### Saved data entries
// ABOUTME: HTTP handlers for running analyses and reading analysis history
// ABOUTME: Thin wrappers over the analysis service with bearer authentication
//
// SPDX-License-Identifier: MIT OR Apache-2.0
// Copyright (c) 2025 Gutcheck

use std::sync::Arc;

use axum::extract::State;
use axum::http::HeaderMap;
use axum::routing::{get, post};
use axum::{Json, Router};
use serde::{Deserialize, Serialize};
use serde_json::Value;
use uuid::Uuid;

use crate::auth::bearer_token;
use crate::context::ServerResources;
use crate::errors::{AppError, AppResult};
use crate::services::{run_analysis, AnalysisOutcome, PeriodKind};

// ============================================================================
// Request/Response Types
// ============================================================================

/// Request body for POST /api/analysis/analyze
#[derive(Debug, Deserialize)]
pub struct AnalyzeRequest {
    /// Window kind; defaults to weekly
    #[serde(default = "default_period_kind")]
    pub period_kind: PeriodKind,
    /// Explicit window start (YYYY-MM-DD)
    pub start_date: Option<String>,
    /// Explicit window end (YYYY-MM-DD)
    pub end_date: Option<String>,
}

const fn default_period_kind() -> PeriodKind {
    PeriodKind::Weekly
}

/// One persisted analysis in the history listing
#[derive(Debug, Serialize, Deserialize)]
pub struct AnalysisHistoryItem {
    pub analysis_id: String,
    pub period_kind: String,
    pub period_start: String,
    pub period_end: String,
    pub score: i64,
    pub insights: Value,
    pub suggestions: Value,
    pub warnings: Value,
    pub source: String,
    pub created_at: String,
}

/// Response for GET /api/analysis/history
#[derive(Debug, Serialize, Deserialize)]
pub struct AnalysisHistoryResponse {
    pub analyses: Vec<AnalysisHistoryItem>,
    pub total: usize,
}

// ============================================================================
// Routes
// ============================================================================

/// Analysis endpoints
pub struct AnalysisRoutes;

impl AnalysisRoutes {
    /// Build the analysis router
    pub fn routes(resources: Arc<ServerResources>) -> Router {
        Router::new()
            .route("/api/analysis/analyze", post(Self::analyze))
            .route("/api/analysis/history", get(Self::history))
            .with_state(resources)
    }

    async fn authenticate(resources: &ServerResources, headers: &HeaderMap) -> AppResult<Uuid> {
        let token = bearer_token(headers)?;
        resources.identity.resolve(token).await
    }

    /// Handle POST /api/analysis/analyze
    async fn analyze(
        State(resources): State<Arc<ServerResources>>,
        headers: HeaderMap,
        Json(request): Json<AnalyzeRequest>,
    ) -> Result<Json<AnalysisOutcome>, AppError> {
        let user_id = Self::authenticate(&resources, &headers).await?;

        let outcome = run_analysis(
            &resources,
            user_id,
            request.period_kind,
            request.start_date.as_deref(),
            request.end_date.as_deref(),
        )
        .await?;

        Ok(Json(outcome))
    }

    /// Handle GET /api/analysis/history
    ///
    /// Returns the newest persisted analyses, most recent first. The stored
    /// JSON columns are re-parsed so clients get structured arrays back.
    async fn history(
        State(resources): State<Arc<ServerResources>>,
        headers: HeaderMap,
    ) -> Result<Json<AnalysisHistoryResponse>, AppError> {
        let user_id = Self::authenticate(&resources, &headers).await?;

        let records = resources.analysis.list_recent(user_id).await?;

        let analyses: Vec<AnalysisHistoryItem> = records
            .into_iter()
            .map(|r| AnalysisHistoryItem {
                analysis_id: r.id,
                period_kind: r.period_kind,
                period_start: r.period_start,
                period_end: r.period_end,
                score: r.score,
                insights: parse_stored_json(&r.insights),
                suggestions: parse_stored_json(&r.suggestions),
                warnings: parse_stored_json(&r.warnings),
                source: r.source_tag,
                created_at: r.created_at,
            })
            .collect();
        let total = analyses.len();

        Ok(Json(AnalysisHistoryResponse { analyses, total }))
    }
}

/// Parse a stored JSON column, falling back to an empty array
fn parse_stored_json(raw: &str) -> Value {
    serde_json::from_str(raw).unwrap_or_else(|_| Value::Array(Vec::new()))
}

### PROBLEM
Set down, exactly and only, the lines running from the one holding "an empty array" through the end of the records above, both ends included.

### ANSWER FOR THIS EXERCISE
/// Parse a stored JSON column, falling back to an empty array
fn parse_stored_json(raw: &str) -> Value {
    serde_json::from_str(raw).unwrap_or_else(|_| Value::Array(Vec::new()))
}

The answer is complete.